Opioid Pain Medicines

If non-opioid pain medicines do not effectively control your pain, your healthcare provider may recommend switching to or adding an opioid. Opioids, also sometimes called narcotics, include codeine, hydrocodone, oxycodone, and morphine.
The decision to use an opioid for chronic pain should not be taken lightly, as these medications are not without risk. Extended use of opioids can lead to tolerance, which causes a person to need higher doses of the medicine over time. These higher doses can increase the risk for side effects.
Opioids can also cause other adverse effects, such as drowsiness, constipation, and sleep problems. In addition, although many people are effectively treated with these drugs without becoming addicted to them, all opioids carry the risk for addiction and abuse. 
Because of these risks, opioid treatment is generally reserved for people with moderate-to-severe chronic pain and should only be continued when the benefits of treatment outweigh the side effects and risks. Many people derive benefits from opioid treatment, including reduced pain, increased function, and improved quality of life. However, if these benefits are outweighed by serious side effects or addiction, a healthcare provider may recommend a different medication.
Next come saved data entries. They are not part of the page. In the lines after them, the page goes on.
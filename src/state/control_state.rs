/// Control state definitions for a crawl controller
use std::fmt;

/// Represents the lifecycle state of a crawl controller
///
/// A controller starts out `Stopped`. `start()` moves it to `Working`,
/// `pause()` to `Paused`, and `stop()` (or running out of entities) back to
/// `Stopped`, from where it can be started again.
#[derive(Debug, Clone, Copy, PartialEq, Eq, Hash, Default)]
pub enum ControlState {
    #[default]
    Stopped,
    Working,
    Paused,
}

impl ControlState {
    /// Returns true if the control loop task is alive in this state
    pub fn is_running(&self) -> bool {
        matches!(self, Self::Working | Self::Paused)
    }

    pub fn as_str(&self) -> &'static str {
        match self {
            Self::Stopped => "stopped",
            Self::Working => "working",
            Self::Paused => "paused",
        }
    }
}

impl fmt::Display for ControlState {
    fn fmt(&self, f: &mut fmt::Formatter<'_>) -> fmt::Result {
        write!(f, "{}", self.as_str())
    }
}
Tramadol is a unique medication that has opioid-like properties. Much like morphine, the drug binds to certain opioid receptors in the body known as μ ("mu") receptors. Tramadol was originally marketed as having little potential for abuse, and was approved by the U.S. Food and Drug Administration (FDA) as a noncontrolled medication. Unlike controlled substances, noncontrolled medications do not have strict regulations controlling their use.
However, since its approval, there have been numerous reports of abuse and addiction with tramadol. In response, several states have reclassified it as a controlled substance. It is still uncontrolled on the federal level, however.